======== RECORDS TO PROCESS

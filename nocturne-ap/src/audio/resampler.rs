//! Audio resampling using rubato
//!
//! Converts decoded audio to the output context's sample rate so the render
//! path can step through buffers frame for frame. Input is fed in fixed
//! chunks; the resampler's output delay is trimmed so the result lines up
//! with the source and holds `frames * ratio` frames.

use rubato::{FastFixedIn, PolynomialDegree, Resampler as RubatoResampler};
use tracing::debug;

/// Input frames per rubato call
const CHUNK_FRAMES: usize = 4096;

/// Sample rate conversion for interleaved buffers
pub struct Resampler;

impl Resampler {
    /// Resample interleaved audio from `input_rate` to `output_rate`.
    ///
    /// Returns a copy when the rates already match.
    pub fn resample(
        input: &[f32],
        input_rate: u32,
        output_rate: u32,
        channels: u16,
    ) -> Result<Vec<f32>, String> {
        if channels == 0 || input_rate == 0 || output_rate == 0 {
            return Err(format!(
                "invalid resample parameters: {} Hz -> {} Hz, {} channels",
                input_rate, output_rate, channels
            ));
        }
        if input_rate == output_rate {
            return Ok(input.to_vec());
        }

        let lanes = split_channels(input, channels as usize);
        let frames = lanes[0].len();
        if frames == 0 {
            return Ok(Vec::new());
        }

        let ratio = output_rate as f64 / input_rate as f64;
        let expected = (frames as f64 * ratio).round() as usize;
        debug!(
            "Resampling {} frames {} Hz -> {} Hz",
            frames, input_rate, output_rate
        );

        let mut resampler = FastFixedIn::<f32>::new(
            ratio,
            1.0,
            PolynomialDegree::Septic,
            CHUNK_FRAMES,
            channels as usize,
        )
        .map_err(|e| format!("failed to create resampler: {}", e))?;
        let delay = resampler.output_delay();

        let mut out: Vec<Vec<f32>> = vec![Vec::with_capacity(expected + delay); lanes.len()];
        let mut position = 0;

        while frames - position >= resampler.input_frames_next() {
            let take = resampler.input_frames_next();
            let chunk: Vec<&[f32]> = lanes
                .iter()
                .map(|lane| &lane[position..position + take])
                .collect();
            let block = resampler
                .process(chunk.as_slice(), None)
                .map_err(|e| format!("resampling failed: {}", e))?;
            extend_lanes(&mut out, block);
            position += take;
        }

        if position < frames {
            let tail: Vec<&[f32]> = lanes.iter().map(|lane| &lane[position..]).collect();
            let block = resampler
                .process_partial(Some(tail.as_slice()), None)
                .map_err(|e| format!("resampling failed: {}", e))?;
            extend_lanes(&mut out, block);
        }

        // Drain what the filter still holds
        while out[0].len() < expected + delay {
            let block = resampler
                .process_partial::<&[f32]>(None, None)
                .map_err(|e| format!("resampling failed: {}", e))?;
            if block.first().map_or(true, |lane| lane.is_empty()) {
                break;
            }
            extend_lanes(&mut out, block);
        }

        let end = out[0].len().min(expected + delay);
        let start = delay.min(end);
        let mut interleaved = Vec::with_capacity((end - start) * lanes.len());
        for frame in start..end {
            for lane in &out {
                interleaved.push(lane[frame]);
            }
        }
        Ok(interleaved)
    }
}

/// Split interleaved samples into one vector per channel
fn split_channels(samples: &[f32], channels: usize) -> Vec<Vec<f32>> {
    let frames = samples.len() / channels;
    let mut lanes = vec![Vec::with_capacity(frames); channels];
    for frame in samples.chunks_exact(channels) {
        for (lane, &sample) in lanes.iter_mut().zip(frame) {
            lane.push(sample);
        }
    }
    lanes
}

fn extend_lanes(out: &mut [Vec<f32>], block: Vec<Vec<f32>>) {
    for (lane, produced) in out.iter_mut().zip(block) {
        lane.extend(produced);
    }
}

================
======== RECORDS TO PROCESS

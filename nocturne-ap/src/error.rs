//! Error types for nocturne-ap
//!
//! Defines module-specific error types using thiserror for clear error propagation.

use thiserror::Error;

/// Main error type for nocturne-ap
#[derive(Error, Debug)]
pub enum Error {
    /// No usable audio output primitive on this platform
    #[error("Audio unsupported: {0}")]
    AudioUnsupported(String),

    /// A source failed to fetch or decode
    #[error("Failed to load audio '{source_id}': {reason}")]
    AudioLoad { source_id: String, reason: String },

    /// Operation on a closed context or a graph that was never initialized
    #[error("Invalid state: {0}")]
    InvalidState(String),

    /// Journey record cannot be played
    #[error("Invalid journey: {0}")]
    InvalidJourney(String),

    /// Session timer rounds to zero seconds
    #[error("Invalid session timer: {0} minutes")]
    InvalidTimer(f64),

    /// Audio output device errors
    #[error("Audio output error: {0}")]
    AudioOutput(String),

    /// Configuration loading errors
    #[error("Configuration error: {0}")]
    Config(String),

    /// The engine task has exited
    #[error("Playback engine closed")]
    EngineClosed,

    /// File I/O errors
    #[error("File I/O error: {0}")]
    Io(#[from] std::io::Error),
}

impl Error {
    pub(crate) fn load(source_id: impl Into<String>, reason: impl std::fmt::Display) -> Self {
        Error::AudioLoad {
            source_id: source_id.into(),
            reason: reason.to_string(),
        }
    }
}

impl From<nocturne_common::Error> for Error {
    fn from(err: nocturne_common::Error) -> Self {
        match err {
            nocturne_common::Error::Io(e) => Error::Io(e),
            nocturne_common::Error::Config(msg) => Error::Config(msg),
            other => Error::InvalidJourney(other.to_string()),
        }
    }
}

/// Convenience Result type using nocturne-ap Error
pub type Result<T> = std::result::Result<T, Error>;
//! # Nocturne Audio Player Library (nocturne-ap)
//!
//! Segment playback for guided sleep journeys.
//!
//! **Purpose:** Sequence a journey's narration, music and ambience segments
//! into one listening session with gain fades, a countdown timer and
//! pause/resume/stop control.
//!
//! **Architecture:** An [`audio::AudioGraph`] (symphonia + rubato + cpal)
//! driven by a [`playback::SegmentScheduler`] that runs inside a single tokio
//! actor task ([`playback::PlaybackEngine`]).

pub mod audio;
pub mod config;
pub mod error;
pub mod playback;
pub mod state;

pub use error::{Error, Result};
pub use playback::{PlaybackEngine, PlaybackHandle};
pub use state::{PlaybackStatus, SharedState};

================

* [WORK INSTRUCTIONS]: Among the entries above, locate the lines containing "filename nocturne-ap/src/error.rs" and "String, reason: String", and transcribe exactly those two lines and all lines between.

* [WRITTEN SOLUTION]:
filename nocturne-ap/src/error.rs
//! Error types for nocturne-ap
//!
//! Defines module-specific error types using thiserror for clear error propagation.

use thiserror::Error;

/// Main error type for nocturne-ap
#[derive(Error, Debug)]
pub enum Error {
    /// No usable audio output primitive on this platform
    #[error("Audio unsupported: {0}")]
    AudioUnsupported(String),

    /// A source failed to fetch or decode
    #[error("Failed to load audio '{source_id}': {reason}")]
    AudioLoad { source_id: String, reason: String },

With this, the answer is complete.